Table of Contents
Molecular Biology International
Volume 2011 (2011), Article ID 389364, 14 pages
Research Article

Screening the MayBridge Rule of 3 Fragment Library for Compounds That Interact with the Trypanosoma brucei myo-Inositol-3-Phosphate Synthase and/or Show Trypanocidal Activity

Biomolecular Science, The North Haugh, The University of St. Andrews, Fife, Scotland, KY16 9ST, UK

Received 31 December 2010; Revised 23 February 2011; Accepted 23 February 2011

Academic Editor: Wanderley De Souza

Copyright © 2011 Louise L. Major and Terry K. Smith. This is an open access article distributed under the Creative Commons Attribution License, which permits unrestricted use, distribution, and reproduction in any medium, provided the original work is properly cited.


Inositol-3-phosphate synthase (INO1) has previously been genetically validated as a drug target against Trypanosoma brucei, the causative agent of African sleeping sickness.
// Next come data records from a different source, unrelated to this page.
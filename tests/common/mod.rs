#![allow(dead_code)]

use async_trait::async_trait;
use bankid::domain::ports::{Operation, Transport, TransportResponse};
use bankid::error::{EngineError, Result};
use bankid::{ChannelSink, EngineSettings, OrderEvent, OrderId, SessionEngine};
use serde_json::{Value, json};
use std::collections::{HashMap, VecDeque};
use std::sync::{Arc, Mutex};
use std::time::Duration;
use tokio::sync::mpsc::UnboundedReceiver;
use tokio::sync::mpsc::error::TryRecvError;
use tokio::time::Instant;

pub const ORDER_REF: &str = "131daac9-16c6-4618-beb0-365768f37288";
pub const AUTO_START_TOKEN: &str = "7c40b5c9-fa74-49cf-b98c-bfe651f9a7c6";
pub const QR_START_TOKEN: &str = "67df3917-fa0d-44e5-b327-edcc928297f8";
pub const QR_START_SECRET: &str = "d28db9a7-4cde-429e-a983-359be676944c";

/// One scripted answer of the fake service.
#[derive(Debug, Clone)]
pub enum Reply {
    Json(u16, Value),
    Unreachable(String),
}

#[derive(Debug, Clone)]
pub struct Call {
    pub operation: Operation,
    pub body: Value,
    pub at: Instant,
}

/// In-memory stand-in for the remote service.
///
/// Replies are queued per operation; the last one queued keeps being
/// returned once the others are used up.
#[derive(Default)]
pub struct ScriptedTransport {
    replies: Mutex<HashMap<Operation, VecDeque<Reply>>>,
    delays: Mutex<HashMap<Operation, Duration>>,
    calls: Mutex<Vec<Call>>,
}

impl ScriptedTransport {
    pub fn new() -> Self {
        Self::default()
    }

    /// A service that starts every order and keeps it pending forever.
    pub fn pending_forever() -> Self {
        let transport = Self::new();
        transport.reply(Operation::Auth, start_ok());
        transport.reply(Operation::Sign, start_ok());
        transport.reply(Operation::Collect, pending(""));
        transport.reply(Operation::Cancel, Reply::Json(200, json!({})));
        transport
    }

    pub fn reply(&self, operation: Operation, reply: Reply) -> &Self {
        self.replies
            .lock()
            .unwrap()
            .entry(operation)
            .or_default()
            .push_back(reply);
        self
    }

    /// Makes every call of `operation` take `delay` before answering.
    pub fn delay(&self, operation: Operation, delay: Duration) -> &Self {
        self.delays.lock().unwrap().insert(operation, delay);
        self
    }

    pub fn calls(&self) -> Vec<Call> {
        self.calls.lock().unwrap().clone()
    }

    pub fn calls_to(&self, operation: Operation) -> Vec<Call> {
        self.calls()
            .into_iter()
            .filter(|call| call.operation == operation)
            .collect()
    }

    fn next_reply(&self, operation: Operation) -> Reply {
        let mut replies = self.replies.lock().unwrap();
        let queue = replies.entry(operation).or_default();
        match queue.len() {
            0 => Reply::Unreachable(format!("no reply scripted for {operation}")),
            1 => queue[0].clone(),
            _ => queue.pop_front().unwrap(),
        }
    }
}

#[async_trait]
impl Transport for ScriptedTransport {
    async fn send(&self, operation: Operation, body: Vec<u8>) -> Result<TransportResponse> {
        let body = serde_json::from_slice(&body).unwrap_or(Value::Null);
        self.calls.lock().unwrap().push(Call {
            operation,
            body,
            at: Instant::now(),
        });

        let delay = self.delays.lock().unwrap().get(&operation).copied();
        if let Some(delay) = delay {
            tokio::time::sleep(delay).await;
        }

        match self.next_reply(operation) {
            Reply::Json(status, value) => Ok(TransportResponse {
                status,
                body: serde_json::to_vec(&value).unwrap(),
            }),
            Reply::Unreachable(message) => Err(EngineError::TransportError(message)),
        }
    }
}

pub fn start_ok() -> Reply {
    Reply::Json(
        200,
        json!({
            "orderRef": ORDER_REF,
            "autoStartToken": AUTO_START_TOKEN,
            "qrStartToken": QR_START_TOKEN,
            "qrStartSecret": QR_START_SECRET,
        }),
    )
}

pub fn pending(hint: &str) -> Reply {
    Reply::Json(
        200,
        json!({ "orderRef": ORDER_REF, "status": "pending", "hintCode": hint }),
    )
}

pub fn failed(hint: &str) -> Reply {
    Reply::Json(
        200,
        json!({ "orderRef": ORDER_REF, "status": "failed", "hintCode": hint }),
    )
}

pub fn complete(name: &str) -> Reply {
    Reply::Json(
        200,
        json!({
            "orderRef": ORDER_REF,
            "status": "complete",
            "completionData": {
                "user": {
                    "personalNumber": "190000000000",
                    "name": name,
                    "givenName": "Karl",
                    "surname": "Karlsson"
                },
                "device": { "ipAddress": "192.168.0.1" },
                "cert": { "notBefore": "1502983274000", "notAfter": "1563549674000" },
                "signature": "PD94bWwgdmVyc2lvbj0iMS4wIj8+",
                "ocspResponse": "MIIHfgoBAKCCB3cwggdzBgkrBgEFBQcwAQEEggdkMIIHYDCCAT"
            }
        }),
    )
}

pub fn remote_error(status: u16, code: &str, details: &str) -> Reply {
    Reply::Json(status, json!({ "errorCode": code, "details": details }))
}

pub fn engine(
    transport: Arc<ScriptedTransport>,
    settings: EngineSettings,
) -> (SessionEngine, EventStream) {
    let (sink, events) = ChannelSink::new();
    (
        SessionEngine::new(transport, Arc::new(sink), settings),
        EventStream::new(events),
    )
}

/// Event receiver that sets aside events of other orders while waiting for
/// one order, so nothing is lost when orders interleave.
pub struct EventStream {
    rx: UnboundedReceiver<OrderEvent>,
    held: VecDeque<OrderEvent>,
}

impl EventStream {
    pub fn new(rx: UnboundedReceiver<OrderEvent>) -> Self {
        Self {
            rx,
            held: VecDeque::new(),
        }
    }

    pub async fn recv(&mut self) -> Option<OrderEvent> {
        match self.held.pop_front() {
            Some(event) => Some(event),
            None => self.rx.recv().await,
        }
    }

    pub fn try_recv(&mut self) -> std::result::Result<OrderEvent, TryRecvError> {
        match self.held.pop_front() {
            Some(event) => Ok(event),
            None => self.rx.try_recv(),
        }
    }

    /// Waits for the next event of `order_id`.
    pub async fn next_for(&mut self, order_id: &OrderId) -> OrderEvent {
        if let Some(pos) = self.held.iter().position(|e| &e.order_id == order_id) {
            return self.held.remove(pos).unwrap();
        }
        loop {
            let event = tokio::time::timeout(Duration::from_secs(600), self.rx.recv())
                .await
                .expect("timed out waiting for an event")
                .expect("event channel closed");
            if &event.order_id == order_id {
                return event;
            }
            self.held.push_back(event);
        }
    }
}

/// Collects the events of `order_id` up to and including its terminal one.
pub async fn events_until_terminal(events: &mut EventStream, order_id: &OrderId) -> Vec<OrderEvent> {
    let mut seen = Vec::new();
    loop {
        let event = events.next_for(order_id).await;
        let terminal = event.is_terminal();
        seen.push(event);
        if terminal {
            return seen;
        }
    }
}

/// Waits for the next event of `order_id`.
pub async fn next_event(events: &mut EventStream, order_id: &OrderId) -> OrderEvent {
    events.next_for(order_id).await
}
Chemical intervention of this essential enzyme could lead to new therapeutic agents. Unfortunately, no potent inhibitors of INO1 from any organism have been reported, so a screen for potential novel inhibitors of T. brucei INO1was undertaken. Detection of inhibition of T. brucei INO1 is problematic due to the nature of the reaction. Direct detection requires differentiation between glucose-6-phosphate and inositol-3-phosphate. Coupled enzyme assays could give false positives as potentially they could inhibit the coupling enzyme. Thus, an alternative approach of differential scanning fluorimetry to identify compounds that interact with T. brucei INO1 was employed to screen ~670 compounds from the MayBridge Rule of 3 Fragment Library. This approach identified 38 compounds, which significantly altered the Tm of TbINO1. Four compounds showed trypanocidal activity with ED50s in the tens of micromolar range, with 2 having a selectivity index in excess of 250. The trypanocidal and general cytotoxicity activities of all of the compounds in the library are also reported, with the best having ED50S of ~20 μM against T. brucei.